In his most recent book, Faith in Freedom: Libertarian Principles and Psychiatric Practices, Szasz continues in this vein, charging that psychiatry, like economics, is less about science than it is about exerting political and moral control. In the first section, drawing largely on his previous writings, Szasz argues that libertarianism and psychiatry are fundamentally incompatible: "Among the forces that retard economic development (prosperity) and personal development (mental health) are political oppression, paternalistic social policies, and excessive interest in God and religion—and, from our present interest most importantly, 'helping' individuals capable of helping themselves and having a duty to do so."

It is clear that Szasz garners a specific audience: current and would-be libertarians.

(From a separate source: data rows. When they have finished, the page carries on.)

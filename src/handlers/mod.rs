// handlers/mod.rs - Handlers grouped by security tier
//
// Public (no auth) → Protected (JWT auth) → Elevated (JWT auth + admin role)
pub mod public;
pub mod protected;
pub mod elevated;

He has remained a prolific writer, even though many psychiatric journals refuse to publish his work, but Szasz, now in his mid-eighties, admits that modern psychiatry is not likely to be expunged in his lifetime: "Abolishing this abomination [psychiatry] is an idea whose time has, assuredly, not (yet) come." However, this brief concession is no resignation; it is meant to incite. The thrust of Faith in Freedom is the mandate, "Libertarians must either subscribe to the mythology of mental illness and the use of violence it justifies, or reject the psychiatric creed and repudiate the deprivations of liberty it justifies." A subtler theme, perhaps, is ensuring that there are others who will carry on his fight.

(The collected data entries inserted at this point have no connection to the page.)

#[cfg(test)]
mod tests {
    use super::*;
    use crate::database::models::ProjectStatus;
    use crate::testing::TestRepos;

    fn alpha() -> CreateProject {
        CreateProject {
            name: "Alpha".into(),
            description: "d".into(),
            start_date: "2024-01-01".into(),
            end_date: "2024-12-31".into(),
        }
    }

    fn rename(name: &str) -> UpdateProject {
        UpdateProject {
            name: Some(name.into()),
            ..Default::default()
        }
    }

    #[tokio::test]
    async fn create_sets_owner_and_zero_hours() {
        let repos = TestRepos::new();
        let service = repos.project_service(ProjectPolicy::default());
        let u1 = repos.user("u1").await;

        let project = service.create_project(alpha(), u1.id).await.unwrap();
        assert_eq!(project.owner, u1.id);
        assert_eq!(project.total_hours, 0.0);
        assert_eq!(project.status, ProjectStatus::NotStarted);
        assert!(project.members.is_empty());
    }

    #[tokio::test]
    async fn create_with_taken_name_conflicts_without_inserting() {
        let repos = TestRepos::new();
        let service = repos.project_service(ProjectPolicy::default());
        let u1 = repos.user("u1").await;
        let u2 = repos.user("u2").await;

        service.create_project(alpha(), u1.id).await.unwrap();
        let err = service.create_project(alpha(), u2.id).await.unwrap_err();

        assert!(matches!(err, ServiceError::Conflict(_)));
        assert_eq!(repos.projects.len().await, 1);
    }

    #[tokio::test]
    async fn create_rejects_whitespace_fields() {
        let repos = TestRepos::new();
        let service = repos.project_service(ProjectPolicy::default());
        let u1 = repos.user("u1").await;

        for field in 0..4 {
            let mut input = alpha();
            match field {
                0 => input.name = "  ".into(),
                1 => input.description = "\n".into(),
                2 => input.start_date = "".into(),
                _ => input.end_date = " \t ".into(),
            }
            let err = service.create_project(input, u1.id).await.unwrap_err();
            assert!(matches!(err, ServiceError::Validation { .. }), "field {field}");
        }
        assert_eq!(repos.projects.len().await, 0);
    }

    #[tokio::test]
    async fn malformed_ids_fail_validation_before_lookup() {
        let repos = TestRepos::new();
        let service = repos.project_service(ProjectPolicy::default());
        let u1 = repos.user("u1").await;

        for id in ["", "123", "not-a-uuid", "zzzzzzzz-zzzz-zzzz-zzzz-zzzzzzzzzzzz"] {
            let err = service.get_project_by_id(id).await.unwrap_err();
            assert!(matches!(err, ServiceError::Validation { .. }), "id {id:?}");
        }
        let err = service.delete_project("nope", u1.id).await.unwrap_err();
        assert!(matches!(err, ServiceError::Validation { .. }));
        let err = service.get_projects_user_is_member_of("nope").await.unwrap_err();
        assert!(matches!(err, ServiceError::Validation { .. }));
    }

    #[tokio::test]
    async fn unknown_project_is_not_found() {
        let repos = TestRepos::new();
        let service = repos.project_service(ProjectPolicy::default());

        let err = service
            .get_project_by_id(&Uuid::new_v4().to_string())
            .await
            .unwrap_err();
        assert!(matches!(err, ServiceError::NotFound(_)));
    }

    #[tokio::test]
    async fn any_caller_can_read_by_id() {
        let repos = TestRepos::new();
        let service = repos.project_service(ProjectPolicy::default());
        let u1 = repos.user("u1").await;

        let created = service.create_project(alpha(), u1.id).await.unwrap();
        let fetched = service.get_project_by_id(&created.id.to_string()).await.unwrap();
        assert_eq!(fetched, created);
    }

    #[tokio::test]
    async fn lists_by_owner_and_everything() {
        let repos = TestRepos::new();
        let service = repos.project_service(ProjectPolicy::default());
        let u1 = repos.user("u1").await;
        let u2 = repos.user("u2").await;

        service.create_project(alpha(), u1.id).await.unwrap();
        let mut beta = alpha();
        beta.name = "Beta".into();
        service.create_project(beta, u2.id).await.unwrap();

        let mine = service.get_all_projects_of_user(u1.id).await.unwrap();
        assert_eq!(mine.len(), 1);
        assert_eq!(mine[0].name, "Alpha");
        assert_eq!(service.get_all_projects().await.unwrap().len(), 2);

        let nobody = service.get_all_projects_of_user(Uuid::new_v4()).await.unwrap();
        assert!(nobody.is_empty());
    }

    #[tokio::test]
    async fn non_owner_update_is_rejected_and_leaves_project_unchanged() {
        let repos = TestRepos::new();
        let service = repos.project_service(ProjectPolicy::default());
        let u1 = repos.user("u1").await;
        let u3 = repos.user("u3").await;
        let project = service.create_project(alpha(), u1.id).await.unwrap();

        let err = service
            .update_project(&project.id.to_string(), rename("Beta"), u3.id)
            .await
            .unwrap_err();
        assert!(matches!(err, ServiceError::Authorization(_)));

        let stored = service.get_project_by_id(&project.id.to_string()).await.unwrap();
        assert_eq!(stored.name, "Alpha");
        assert_eq!(stored, project);
    }

    #[tokio::test]
    async fn owner_update_is_partial() {
        let repos = TestRepos::new();
        let service = repos.project_service(ProjectPolicy::default());
        let u1 = repos.user("u1").await;
        let project = service.create_project(alpha(), u1.id).await.unwrap();

        let patch = UpdateProject {
            status: Some("in_progress".into()),
            ..Default::default()
        };
        let updated = service
            .update_project(&project.id.to_string(), patch, u1.id)
            .await
            .unwrap();

        assert_eq!(updated.status, ProjectStatus::InProgress);
        assert_eq!(updated.name, "Alpha");
        assert_eq!(updated.description, "d");
        assert_eq!(updated.owner, u1.id);
        assert_eq!(updated.total_hours, 0.0);
    }

    #[tokio::test]
    async fn empty_patch_fails_validation() {
        let repos = TestRepos::new();
        let service = repos.project_service(ProjectPolicy::default());
        let u1 = repos.user("u1").await;
        let project = service.create_project(alpha(), u1.id).await.unwrap();

        let err = service
            .update_project(&project.id.to_string(), UpdateProject::default(), u1.id)
            .await
            .unwrap_err();
        assert!(matches!(err, ServiceError::Validation { .. }));
    }

    #[tokio::test]
    async fn rename_onto_taken_name_conflicts() {
        let repos = TestRepos::new();
        let service = repos.project_service(ProjectPolicy::default());
        let u1 = repos.user("u1").await;
        let project = service.create_project(alpha(), u1.id).await.unwrap();
        let mut beta = alpha();
        beta.name = "Beta".into();
        service.create_project(beta, u1.id).await.unwrap();

        let err = service
            .update_project(&project.id.to_string(), rename("Beta"), u1.id)
            .await
            .unwrap_err();
        assert!(matches!(err, ServiceError::Conflict(_)));

        // Renaming to its own name is a no-op, not a conflict
        let same = service
            .update_project(&project.id.to_string(), rename("Alpha"), u1.id)
            .await
            .unwrap();
        assert_eq!(same.name, "Alpha");
    }

    #[tokio::test]
    async fn delete_without_owner_policy_allows_any_caller() {
        let repos = TestRepos::new();
        let service = repos.project_service(ProjectPolicy::default());
        let u1 = repos.user("u1").await;
        let u3 = repos.user("u3").await;
        let project = service.create_project(alpha(), u1.id).await.unwrap();

        let deleted = service.delete_project(&project.id.to_string(), u3.id).await.unwrap();
        assert_eq!(deleted, project);
        assert_eq!(repos.projects.len().await, 0);

        let err = service.delete_project(&project.id.to_string(), u1.id).await.unwrap_err();
        assert!(matches!(err, ServiceError::NotFound(_)));
    }

    #[tokio::test]
    async fn delete_with_owner_policy_rejects_non_owner() {
        let repos = TestRepos::new();
        let service = repos.project_service(ProjectPolicy {
            delete_requires_owner: true,
        });
        let u1 = repos.user("u1").await;
        let u3 = repos.user("u3").await;
        let project = service.create_project(alpha(), u1.id).await.unwrap();

        let err = service.delete_project(&project.id.to_string(), u3.id).await.unwrap_err();
        assert!(matches!(err, ServiceError::Authorization(_)));
        assert_eq!(repos.projects.len().await, 1);

        let deleted = service.delete_project(&project.id.to_string(), u1.id).await.unwrap();
        assert_eq!(deleted.id, project.id);
    }

    #[tokio::test]
    async fn adding_the_same_member_twice_conflicts() {
        let repos = TestRepos::new();
        let service = repos.project_service(ProjectPolicy::default());
        let u1 = repos.user("u1").await;
        let u2 = repos.user("u2").await;
        let project = service.create_project(alpha(), u1.id).await.unwrap();
        let pid = project.id.to_string();

        let updated = service.add_member(&pid, &u2.id.to_string(), u1.id).await.unwrap();
        assert_eq!(updated.members, vec![u2.id]);

        let err = service.add_member(&pid, &u2.id.to_string(), u1.id).await.unwrap_err();
        assert!(matches!(err, ServiceError::Conflict(_)));

        let stored = service.get_project_by_id(&pid).await.unwrap();
        assert_eq!(stored.members, vec![u2.id]);
    }

    #[tokio::test]
    async fn only_owner_can_add_members() {
        let repos = TestRepos::new();
        let service = repos.project_service(ProjectPolicy::default());
        let u1 = repos.user("u1").await;
        let u2 = repos.user("u2").await;
        let u3 = repos.user("u3").await;
        let project = service.create_project(alpha(), u1.id).await.unwrap();

        let err = service
            .add_member(&project.id.to_string(), &u2.id.to_string(), u3.id)
            .await
            .unwrap_err();
        assert!(matches!(err, ServiceError::Authorization(_)));
        let stored = service.get_project_by_id(&project.id.to_string()).await.unwrap();
        assert!(stored.members.is_empty());
    }

    #[tokio::test]
    async fn add_member_requires_existing_project_and_user() {
        let repos = TestRepos::new();
        let service = repos.project_service(ProjectPolicy::default());
        let u1 = repos.user("u1").await;
        let project = service.create_project(alpha(), u1.id).await.unwrap();

        let err = service
            .add_member(&project.id.to_string(), &Uuid::new_v4().to_string(), u1.id)
            .await
            .unwrap_err();
        assert!(matches!(err, ServiceError::NotFound(ref m) if m == "User not found"));

        let err = service
            .add_member(&Uuid::new_v4().to_string(), &u1.id.to_string(), u1.id)
            .await
            .unwrap_err();
        assert!(matches!(err, ServiceError::NotFound(ref m) if m == "Project not found"));

        let err = service
            .add_member(&project.id.to_string(), "bogus", u1.id)
            .await
            .unwrap_err();
        assert!(matches!(err, ServiceError::Validation { .. }));
    }

    #[tokio::test]
    async fn owner_is_not_a_member_unless_added() {
        let repos = TestRepos::new();
        let service = repos.project_service(ProjectPolicy::default());
        let u1 = repos.user("u1").await;
        let project = service.create_project(alpha(), u1.id).await.unwrap();

        let before = service
            .get_projects_user_is_member_of(&u1.id.to_string())
            .await
            .unwrap();
        assert!(before.is_empty());

        service
            .add_member(&project.id.to_string(), &u1.id.to_string(), u1.id)
            .await
            .unwrap();
        let after = service
            .get_projects_user_is_member_of(&u1.id.to_string())
            .await
            .unwrap();
        assert_eq!(after.len(), 1);
    }

    #[tokio::test]
    async fn member_listing_for_user_without_projects_is_empty() {
        let repos = TestRepos::new();
        let service = repos.project_service(ProjectPolicy::default());

        let projects = service
            .get_projects_user_is_member_of(&Uuid::new_v4().to_string())
            .await
            .unwrap();
        assert!(projects.is_empty());
    }
}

Szasz's critique turns, in the second part of the book, to libertarians who "support the psychiatric enterprise, either explicitly or by their silence"—in other words, those who don't agree with his view. Boldly titled "Profiles: Where Some Libertarians Went Wrong," this section includes profiles of John Stuart Mill, Bertrand Russell, Ayn Rand, and Friedrich von Hayek. Each of the 11 essays is part biography, part praise, but mostly criticism. Szasz lauds each of these individuals for espousing the virtue of individual liberty, but criticizes them for failing to condemn the vice of involuntary psychiatry. Those who remain silent on the subject are counted among those who endorse psychiatry, for "silence itself is a kind of speech."

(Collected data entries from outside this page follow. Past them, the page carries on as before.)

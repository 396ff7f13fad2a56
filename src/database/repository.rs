//! Persistence ports for users and projects.
//!
//! Services depend on these traits only. `postgres` and `memory` provide the
//! adapters. None of the methods span more than one statement, so any
//! read-then-write sequence built on top of them is not atomic.
use async_trait::async_trait;
use uuid::Uuid;

use crate::database::manager::DatabaseError;
use crate::database::models::{Project, Role, User};

#[async_trait]
pub trait ProjectRepository: Send + Sync {
    async fn insert(&self, project: &Project) -> Result<Project, DatabaseError>;

    async fn find_by_id(&self, id: Uuid) -> Result<Option<Project>, DatabaseError>;

    async fn find_by_name(&self, name: &str) -> Result<Option<Project>, DatabaseError>;

    /// Every project, oldest first.
    async fn list_all(&self) -> Result<Vec<Project>, DatabaseError>;

    async fn list_by_owner(&self, owner: Uuid) -> Result<Vec<Project>, DatabaseError>;

    async fn list_by_member(&self, member: Uuid) -> Result<Vec<Project>, DatabaseError>;

    /// Overwrite the mutable fields of an existing project.
    /// Fails with `DatabaseError::NotFound` if the row is gone.
    async fn update(&self, project: &Project) -> Result<Project, DatabaseError>;

    /// Remove a project, returning its last stored state.
    async fn delete(&self, id: Uuid) -> Result<Option<Project>, DatabaseError>;
}

#[async_trait]
pub trait UserRepository: Send + Sync {
    /// Fails with `DatabaseError::Duplicate` on a username or email clash.
    async fn insert(&self, user: &User) -> Result<User, DatabaseError>;

    async fn find_by_id(&self, id: Uuid) -> Result<Option<User>, DatabaseError>;

    async fn find_by_username(&self, username: &str) -> Result<Option<User>, DatabaseError>;

    async fn find_by_email(&self, email: &str) -> Result<Option<User>, DatabaseError>;

    async fn set_role(&self, id: Uuid, role: Role) -> Result<User, DatabaseError>;
}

Although the book is extensively researched and well referenced, many portions read like a Szasz primer, with footnotes to his previous work stamped across the pages. The consistency of Szasz's view proves to be one of his shortcomings. I was surprised when several psychiatrists with whom I was interviewing for a residency position asked whether I thought Szasz was even worth reading, suggesting that his criticisms had largely and adequately been answered. I think there are good reasons for reading Szasz. Psychiatry is afforded great power among the medical specialties, both to restrict freedom and to confer socially stigmatizing labels. Thus it seems essential that anyone entering the field carefully consider the ethics of such actions. In addition, Szasz's critique of psychiatry—which began in the 1950s—must be credited, at least in part, with our focus on discovering the biological basis of mental illness.

I also offer this simpler justification: Szasz's voice ought to continue to be heard, if for no other reason than that it is the dissenting one.

At the time of writing Mr. Christopher was a fourth-year medical student at the University of Massachusetts Medical School in Worcester.